*Work to be completed*.
The required result is the number of lines in this material containing the word "only". Write that number and no other text.
Input data Block Start
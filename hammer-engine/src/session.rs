use hammer_core::{
    models::{Auction, AuctionSnapshot, AuctionStatus, Bid, BidRejection, BidderId},
    ports::AuctionStore,
};
use time::OffsetDateTime;
use tokio::sync::{Mutex, watch};
use tracing::{Level, event};

/// The runtime owner of one auction's live state.
///
/// A session is the serialization domain for its auction: the auction state
/// lives behind a single async mutex, and every operation
/// that reads or mutates it goes through that lock. The critical section
/// (validate, append, project, publish) is CPU-only, so submissions are
/// ordered, short, and never block on I/O. Persistence is dispatched after
/// the in-memory commit.
///
/// The session doubles as the broadcast hub for its auction: observers hold
/// `watch::Receiver`s on the session's snapshot channel. `watch` keeps only
/// the latest value, which is exactly the delivery contract: a slow observer
/// may skip intermediate states but always sees the current one, and
/// broadcast order matches acceptance order because snapshots are published
/// under the session lock.
pub struct Session<S: AuctionStore> {
    store: S,
    state: Mutex<SessionState>,
    events: watch::Sender<AuctionSnapshot>,
}

struct SessionState {
    auction: Auction,
    /// Status as of the last snapshot published on the channel
    published_status: AuctionStatus,
    /// When this session first observed the auction closed
    closed_seen: Option<OffsetDateTime>,
}

impl<S: AuctionStore> Session<S> {
    /// Wrap a loaded auction in a live session.
    pub(crate) fn new(auction: Auction, store: S, now: OffsetDateTime) -> Self {
        let published_status = auction.status_at(now);
        let closed_seen = match published_status {
            AuctionStatus::Closed => Some(now),
            _ => None,
        };
        let (events, _) = watch::channel(AuctionSnapshot::of(&auction, now));
        Self {
            store,
            state: Mutex::new(SessionState {
                auction,
                published_status,
                closed_seen,
            }),
            events,
        }
    }

    /// Attach an observer: returns the current snapshot and a receiver that
    /// will yield every subsequent published snapshot (latest-wins).
    ///
    /// Leaving is dropping the receiver; that is idempotent by construction
    /// and detaching an already-gone observer is a no-op.
    pub async fn join(
        &self,
        now: OffsetDateTime,
    ) -> (AuctionSnapshot, watch::Receiver<AuctionSnapshot>) {
        let mut state = self.state.lock().await;
        self.refresh(&mut state, now);
        let snapshot = AuctionSnapshot::of(&state.auction, now);
        (snapshot, self.events.subscribe())
    }

    /// Take a one-shot snapshot without subscribing.
    pub async fn snapshot(&self, now: OffsetDateTime) -> AuctionSnapshot {
        let mut state = self.state.lock().await;
        self.refresh(&mut state, now);
        AuctionSnapshot::of(&state.auction, now)
    }

    /// Submit a bid against this auction.
    ///
    /// Runs the acceptance rule and the state mutation atomically under the
    /// session lock: two racing submissions are serialized, and the second is
    /// evaluated against a state that includes the first. On acceptance the
    /// new snapshot is published to all observers before the store write is
    /// dispatched; a rejection changes nothing and is seen only by the
    /// caller.
    pub async fn submit(
        &self,
        bidder_id: BidderId,
        bidder_name: String,
        amount: i64,
        now: OffsetDateTime,
    ) -> Result<Bid, BidRejection> {
        let mut state = self.state.lock().await;
        self.refresh(&mut state, now);

        if let Err(rejection) = state.auction.check_bid(bidder_id, amount, now) {
            event!(Level::DEBUG, auction_id = %state.auction.id, %bidder_id, amount, kind = rejection.kind(), "bid rejected");
            return Err(rejection);
        }

        let bid = Bid {
            seq: state.auction.next_seq(),
            bidder_id,
            bidder_name,
            amount,
            accepted_at: now,
        };
        state.auction.bids.push(bid.clone());
        self.events
            .send_replace(AuctionSnapshot::of(&state.auction, now));

        // durability is caught up off the critical path; the in-memory state
        // stays authoritative even if this write fails
        let store = self.store.clone();
        let auction_id = state.auction.id;
        let record = bid.clone();
        tokio::spawn(async move {
            let seq = record.seq;
            match store.append_bid(auction_id, record).await {
                Ok(Ok(())) => {}
                Ok(Err(conflict)) => {
                    event!(Level::ERROR, %auction_id, seq, %conflict, "bid write conflict")
                }
                Err(error) => {
                    event!(Level::ERROR, %auction_id, seq, %error, "failed to persist accepted bid")
                }
            }
        });

        Ok(bid)
    }

    /// Evaluate the close transition as of `now`, notifying observers if it
    /// just happened. Returns whether this call performed the transition.
    pub async fn poll_close(&self, now: OffsetDateTime) -> bool {
        let mut state = self.state.lock().await;
        let was_closed = state.closed_seen.is_some();
        self.refresh(&mut state, now);
        !was_closed && state.closed_seen.is_some()
    }

    /// Number of currently attached observers.
    pub fn observer_count(&self) -> usize {
        self.events.receiver_count()
    }

    /// Whether this session may be destroyed: closed, unobserved, and past
    /// the grace period since the close was observed.
    pub async fn retirable(&self, now: OffsetDateTime, grace: std::time::Duration) -> bool {
        let state = self.state.lock().await;
        let grace = time::Duration::try_from(grace).unwrap_or(time::Duration::MAX);
        state
            .closed_seen
            .is_some_and(|seen| now - seen >= grace)
            && self.events.receiver_count() == 0
    }

    /// Publish any lifecycle transition the schedule has reached by `now`.
    ///
    /// Status only moves forward, so an unchanged status means the channel
    /// is current. Opening publishes the active snapshot; closing publishes
    /// the closed snapshot and dispatches the durable close mark. Runs at
    /// the top of every operation, so the first interaction after a boundary
    /// surfaces the transition; the sweeper calls it proactively for
    /// auctions nobody is interacting with.
    fn refresh(&self, state: &mut SessionState, now: OffsetDateTime) {
        let status = state.auction.status_at(now);
        if status == state.published_status {
            return;
        }
        state.published_status = status;

        if status == AuctionStatus::Active {
            self.events
                .send_replace(AuctionSnapshot::of(&state.auction, now));
            event!(Level::INFO, auction_id = %state.auction.id, "auction opened");
            return;
        }

        let closes_at = state.auction.closes_at();
        let already_recorded = state.auction.closed_at.is_some();
        state.auction.closed_at.get_or_insert(closes_at);
        state.closed_seen = Some(now);
        self.events
            .send_replace(AuctionSnapshot::of(&state.auction, now));
        event!(Level::INFO, auction_id = %state.auction.id, "auction closed");

        if !already_recorded {
            let store = self.store.clone();
            let auction_id = state.auction.id;
            tokio::spawn(async move {
                if let Err(error) = store.mark_closed(auction_id, closes_at).await {
                    event!(Level::ERROR, %auction_id, %error, "failed to record auction close");
                }
            });
        }
    }
}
Input data Block End
*The completed task*.
4